Other non-charter participants include:
- The Nevada System of Higher Education
- The NASA Ames Research Center
- The University of San Francisco
- The University of San Diego
- Pepperdine University
- National University

==The California Research and Education Network==
CalREN is a three-tiered network consisting of a statewide optical backbone to which schools and other institutions in California connect at Gigabit speeds via leased circuits obtained from telecom carriers or fiber-optic cable. These tiers include:

- CalREN-DC (Digital California): This tier includes services for all K-20 California research and education users. Backbone speed for this tier is 100 Gbit/s.
- CalREN-HPR (High-Performance Research): This tier includes leading-edge services for large application users. Backbone speed for this tier is 100 Gbit/s.
- CalREN-XD (Experimental and Developmental): This tier consists of a set of network resources that can be built to order to facilitate bleeding-edge services for network and other researchers. This tier has no set maximum bandwidth.

All three network tiers operate independently. This enables network and other researchers on the XD and HPR tiers to push the boundaries of network research and performance without impacting performance for the other tiers.

==Network peering==
CENIC also engages in networking peering relationships, in particular Pacific Wave (a joint project between CENIC and the Pacific Northwest Gigapop, the University of Southern California, and the University of Washington), which provides peering facilities along the Pacific coast of the United States. Pacific Wave participants include networks in Australia, Canada, Japan, Korea, Qatar, Taiwan, Singapore, and the United States.

CENIC engaged in peering via the TransitRail national-level peering structure. TransitRail has been merged with Internet2's Commodity Peering Service.

==CENIC and other networks==
CalREN also connects to the California Telehealth Network, ESnet (Energy Sciences Network), Internet2, CUDI (the Corporación Universitaria para el Desarrollo de Internet), the Mexican high-bandwidth research and education network, redCLARA (the Cooperación Latino-Americana de Redes Avanzadas), and CAnet4 (the Canadian optical research and education network, managed by CANARIE).

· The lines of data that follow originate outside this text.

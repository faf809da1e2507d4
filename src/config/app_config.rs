use crate::error::{AppError, Result};
use std::env;

const BRAINTREE_SANDBOX_URL: &str = "https://payments.sandbox.braintree-api.com/graphql";

#[derive(Debug, Clone)]
pub struct AppConfig {
    pub server: ServerConfig,
    pub database: DatabaseConfig,
    pub cors: CorsConfig,
    pub braintree: BraintreeConfig,
}

#[derive(Debug, Clone)]
pub struct ServerConfig {
    pub host: String,
    pub port: u16,
    pub max_body_size: usize,
}

#[derive(Debug, Clone)]
pub struct DatabaseConfig {
    pub url: String,
    pub max_connections: u32,
}

#[derive(Debug, Clone)]
pub struct CorsConfig {
    pub allowed_origins: Vec<String>,
}

#[derive(Debug, Clone)]
pub struct BraintreeConfig {
    pub merchant_id: String,
    pub public_key: String,
    pub private_key: String,
    pub api_url: String,
}

impl AppConfig {
    pub fn from_env() -> Result<Self> {
        Ok(Self {
            server: ServerConfig {
                host: env::var("HOST").unwrap_or_else(|_| "0.0.0.0".to_string()),
                port: env::var("PORT")
                    .unwrap_or_else(|_| "8000".to_string())
                    .parse()
                    .map_err(|_| AppError::ConfigError("Invalid PORT value".to_string()))?,
                // Product images are capped at 1MB; leave headroom for the
                // rest of the multipart envelope.
                max_body_size: env::var("MAX_BODY_SIZE")
                    .unwrap_or_else(|_| "2097152".to_string())
                    .parse()
                    .map_err(|_| AppError::ConfigError("Invalid MAX_BODY_SIZE value".to_string()))?,
            },
            database: DatabaseConfig {
                url: env::var("DATABASE_URL")?,
                max_connections: env::var("DB_MAX_CONNECTIONS")
                    .unwrap_or_else(|_| "20".to_string())
                    .parse()
                    .map_err(|_| {
                        AppError::ConfigError("Invalid DB_MAX_CONNECTIONS value".to_string())
                    })?,
            },
            cors: CorsConfig {
                allowed_origins: env::var("FRONTEND_URL")?
                    .split(',')
                    .map(|s| s.trim().to_string())
                    .collect(),
            },
            braintree: BraintreeConfig {
                merchant_id: env::var("BRAINTREE_MERCHANT_ID")?,
                public_key: env::var("BRAINTREE_PUBLIC_KEY")?,
                private_key: env::var("BRAINTREE_PRIVATE_KEY")?,
                api_url: env::var("BRAINTREE_API_URL")
                    .unwrap_or_else(|_| BRAINTREE_SANDBOX_URL.to_string()),
            },
        })
    }

    pub fn server_address(&self) -> String {
        format!("{}:{}", self.server.host, self.server.port)
    }
}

CENIC is also a member of the Global Lambda Integrated Facility, which promotes optical networking to support grid computing.

== K12 High Speed Network ==
CalREN was expanded by funding through the state of California and its Digital California Project to include K-12 public education. When funding sources changed, the K-12 portion became the K-12 High Speed Network (K12HSN), which is managed by the Imperial County Office of Education.